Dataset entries
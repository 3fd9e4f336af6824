//! Generic value tree consumed and produced by the cleaner.
//!
//! Input trees come straight from a decoded interchange document
//! (`serde_json::Value`), output trees are the same shape except that cleaning
//! may introduce `Date`/`Datetime` leaves and canonical numbers.

use std::fmt;

use chrono::{NaiveDate, NaiveDateTime};
use indexmap::IndexMap;
use ordered_float::OrderedFloat;
use serde::ser::{Serialize, SerializeMap, SerializeSeq, Serializer};

pub const DATE_FORMAT: &str = "%Y-%m-%d";
pub const DATETIME_OUTPUT_FORMAT: &str = "%Y-%m-%dT%H:%M:%S%.f";

// ————————————————————————————————————————————————————————————————————————————
// TYPES
// ————————————————————————————————————————————————————————————————————————————

#[derive(Debug, Clone, Copy)]
pub enum Number {
    Int(i64),
    /// Only for integers above `i64::MAX`.
    UInt(u64),
    Float(OrderedFloat<f64>),
}

#[derive(Debug, Clone, PartialEq, Default)]
pub enum Value {
    #[default]
    Null,
    Bool(bool),
    Number(Number),
    String(String),
    Date(NaiveDate),
    Datetime(NaiveDateTime),
    Sequence(Vec<Value>),
    Mapping(IndexMap<String, Value>),
}

// ————————————————————————————————————————————————————————————————————————————
// NUMBER
// ————————————————————————————————————————————————————————————————————————————

impl Number {
    pub fn as_f64(self) -> f64 {
        match self {
            Number::Int(i) => i as f64,
            Number::UInt(u) => u as f64,
            Number::Float(f) => f.0,
        }
    }

    /// Build from an exact integer, keeping `Int` wherever it fits.
    pub fn from_u64(u: u64) -> Number {
        i64::try_from(u).map_or(Number::UInt(u), Number::Int)
    }

    /// Integral floats inside the 64-bit integer range collapse to `Int` (or
    /// `UInt` above `i64::MAX`); everything else is kept.
    pub fn canonical(self) -> Number {
        match self {
            Number::Float(f) if f.0.is_finite() && f.0.fract() == 0.0 => {
                // both bounds are exact powers of two, so the casts below never saturate
                if f.0 >= I64_LOWER && f.0 < I64_UPPER {
                    Number::Int(f.0 as i64)
                } else if f.0 >= I64_UPPER && f.0 < U64_UPPER {
                    Number::UInt(f.0 as u64)
                } else {
                    self
                }
            }
            Number::UInt(u) => Number::from_u64(u),
            other => other,
        }
    }

    pub fn is_integer(self) -> bool {
        matches!(self.canonical(), Number::Int(_) | Number::UInt(_))
    }

    fn as_i128(self) -> Option<i128> {
        match self {
            Number::Int(i) => Some(i as i128),
            Number::UInt(u) => Some(u as i128),
            Number::Float(_) => None,
        }
    }
}

const I64_LOWER: f64 = -9_223_372_036_854_775_808.0;
const I64_UPPER: f64 = 9_223_372_036_854_775_808.0;
const U64_UPPER: f64 = 18_446_744_073_709_551_616.0;

impl PartialEq for Number {
    fn eq(&self, other: &Self) -> bool {
        match (self.as_i128(), other.as_i128()) {
            (Some(a), Some(b)) => a == b,
            _ => match (self, other) {
                (Number::Float(a), Number::Float(b)) => a == b,
                (a, b) => a.as_f64() == b.as_f64(),
            },
        }
    }
}

impl PartialOrd for Number {
    fn partial_cmp(&self, other: &Self) -> Option<std::cmp::Ordering> {
        match (self.as_i128(), other.as_i128()) {
            (Some(a), Some(b)) => a.partial_cmp(&b),
            _ => self.as_f64().partial_cmp(&other.as_f64()),
        }
    }
}

impl fmt::Display for Number {
    fn fmt(&self, f: &mut fmt::Formatter<'_>) -> fmt::Result {
        match self {
            Number::Int(i) => write!(f, "{i}"),
            Number::UInt(u) => write!(f, "{u}"),
            // keep a trailing `.0` so floats read back as floats
            Number::Float(x) if x.0.is_finite() && x.0.fract() == 0.0 => write!(f, "{:.1}", x.0),
            Number::Float(x) => write!(f, "{}", x.0),
        }
    }
}

impl From<&serde_json::Number> for Number {
    fn from(n: &serde_json::Number) -> Self {
        if let Some(i) = n.as_i64() {
            Number::Int(i)
        } else if let Some(u) = n.as_u64() {
            Number::UInt(u)
        } else {
            Number::Float(OrderedFloat(n.as_f64().unwrap_or(f64::NAN)))
        }
    }
}

fn json_number(n: Number) -> serde_json::Value {
    match n {
        Number::Int(i) => serde_json::Value::from(i),
        Number::UInt(u) => serde_json::Value::from(u),
        Number::Float(f) => serde_json::Number::from_f64(f.0)
            .map(serde_json::Value::Number)
            .unwrap_or(serde_json::Value::Null),
    }
}

// ————————————————————————————————————————————————————————————————————————————
// VALUE
// ————————————————————————————————————————————————————————————————————————————

impl Value {
    pub fn type_name(&self) -> &'static str {
        match self {
            Value::Null => "null",
            Value::Bool(_) => "boolean",
            Value::Number(_) => "number",
            Value::String(_) => "string",
            Value::Date(_) => "date",
            Value::Datetime(_) => "datetime",
            Value::Sequence(_) => "sequence",
            Value::Mapping(_) => "mapping",
        }
    }

    pub fn is_null(&self) -> bool {
        matches!(self, Value::Null)
    }

    pub fn as_bool(&self) -> Option<bool> {
        match self {
            Value::Bool(b) => Some(*b),
            _ => None,
        }
    }

    pub fn as_number(&self) -> Option<Number> {
        match self {
            Value::Number(n) => Some(*n),
            _ => None,
        }
    }

    pub fn as_f64(&self) -> Option<f64> {
        self.as_number().map(Number::as_f64)
    }

    pub fn as_str(&self) -> Option<&str> {
        match self {
            Value::String(s) => Some(s),
            _ => None,
        }
    }

    pub fn as_date(&self) -> Option<NaiveDate> {
        match self {
            Value::Date(d) => Some(*d),
            _ => None,
        }
    }

    pub fn as_datetime(&self) -> Option<NaiveDateTime> {
        match self {
            Value::Datetime(d) => Some(*d),
            _ => None,
        }
    }

    pub fn as_sequence(&self) -> Option<&[Value]> {
        match self {
            Value::Sequence(xs) => Some(xs),
            _ => None,
        }
    }

    pub fn as_mapping(&self) -> Option<&IndexMap<String, Value>> {
        match self {
            Value::Mapping(m) => Some(m),
            _ => None,
        }
    }

    /// Mapping lookup; `None` for non-mappings and absent keys.
    pub fn get(&self, key: &str) -> Option<&Value> {
        self.as_mapping().and_then(|m| m.get(key))
    }

    /// Text used when a lenient `String` node coerces a value: strings pass
    /// through untouched, dates render in their ISO form, anything else
    /// renders as JSON text.
    pub fn to_plain_string(&self) -> String {
        match self {
            Value::String(s) => s.clone(),
            Value::Date(d) => d.format(DATE_FORMAT).to_string(),
            Value::Datetime(d) => d.format(DATETIME_OUTPUT_FORMAT).to_string(),
            other => other.to_string(),
        }
    }

    /// Lower back to the interchange tree. Dates become ISO strings.
    pub fn to_json(&self) -> serde_json::Value {
        use serde_json::Value as J;
        match self {
            Value::Null => J::Null,
            Value::Bool(b) => J::Bool(*b),
            Value::Number(n) => json_number(*n),
            Value::String(s) => J::String(s.clone()),
            Value::Date(_) | Value::Datetime(_) => J::String(self.to_plain_string()),
            Value::Sequence(xs) => J::Array(xs.iter().map(Value::to_json).collect()),
            Value::Mapping(m) => J::Object(
                m.iter().map(|(k, v)| (k.clone(), v.to_json())).collect(),
            ),
        }
    }
}

impl fmt::Display for Value {
    fn fmt(&self, f: &mut fmt::Formatter<'_>) -> fmt::Result {
        match self {
            Value::Number(n) => write!(f, "{n}"),
            other => {
                let text = serde_json::to_string(other).map_err(|_| fmt::Error)?;
                f.write_str(&text)
            }
        }
    }
}

impl Serialize for Value {
    fn serialize<S: Serializer>(&self, serializer: S) -> Result<S::Ok, S::Error> {
        match self {
            Value::Null => serializer.serialize_unit(),
            Value::Bool(b) => serializer.serialize_bool(*b),
            Value::Number(Number::Int(i)) => serializer.serialize_i64(*i),
            Value::Number(Number::UInt(u)) => serializer.serialize_u64(*u),
            Value::Number(Number::Float(x)) => serializer.serialize_f64(x.0),
            Value::String(s) => serializer.serialize_str(s),
            Value::Date(_) | Value::Datetime(_) => serializer.serialize_str(&self.to_plain_string()),
            Value::Sequence(xs) => {
                let mut seq = serializer.serialize_seq(Some(xs.len()))?;
                for x in xs {
                    seq.serialize_element(x)?;
                }
                seq.end()
            }
            Value::Mapping(m) => {
                let mut map = serializer.serialize_map(Some(m.len()))?;
                for (k, v) in m {
                    map.serialize_entry(k, v)?;
                }
                map.end()
            }
        }
    }
}

// -------------------- conversions --------------------

impl From<&serde_json::Value> for Value {
    fn from(v: &serde_json::Value) -> Self {
        use serde_json::Value as J;
        match v {
            J::Null => Value::Null,
            J::Bool(b) => Value::Bool(*b),
            J::Number(n) => Value::Number(n.into()),
            J::String(s) => Value::String(s.clone()),
            J::Array(xs) => Value::Sequence(xs.iter().map(Value::from).collect()),
            J::Object(m) => Value::Mapping(
                m.iter().map(|(k, v)| (k.clone(), Value::from(v))).collect(),
            ),
        }
    }
}

impl From<serde_json::Value> for Value {
    fn from(v: serde_json::Value) -> Self {
        Value::from(&v)
    }
}

impl From<bool> for Value {
    fn from(b: bool) -> Self {
        Value::Bool(b)
    }
}

impl From<i64> for Value {
    fn from(i: i64) -> Self {
        Value::Number(Number::Int(i))
    }
}

impl From<i32> for Value {
    fn from(i: i32) -> Self {
        Value::Number(Number::Int(i as i64))
    }
}

impl From<f64> for Value {
    fn from(f: f64) -> Self {
        Value::Number(Number::Float(OrderedFloat(f)))
    }
}

impl From<Number> for Value {
    fn from(n: Number) -> Self {
        Value::Number(n)
    }
}

impl From<&str> for Value {
    fn from(s: &str) -> Self {
        Value::String(s.to_string())
    }
}

impl From<String> for Value {
    fn from(s: String) -> Self {
        Value::String(s)
    }
}

impl From<NaiveDate> for Value {
    fn from(d: NaiveDate) -> Self {
        Value::Date(d)
    }
}

impl From<NaiveDateTime> for Value {
    fn from(d: NaiveDateTime) -> Self {
        Value::Datetime(d)
    }
}

impl From<Vec<Value>> for Value {
    fn from(xs: Vec<Value>) -> Self {
        Value::Sequence(xs)
    }
}

impl From<IndexMap<String, Value>> for Value {
    fn from(m: IndexMap<String, Value>) -> Self {
        Value::Mapping(m)
    }
}

// ------------------------------- Tests ------------------------------------ //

[THE PROBLEM]
Your answer should be the number of lines in the records that contain the word "strings", with nothing added.

[EXERCISE OUTPUT]
2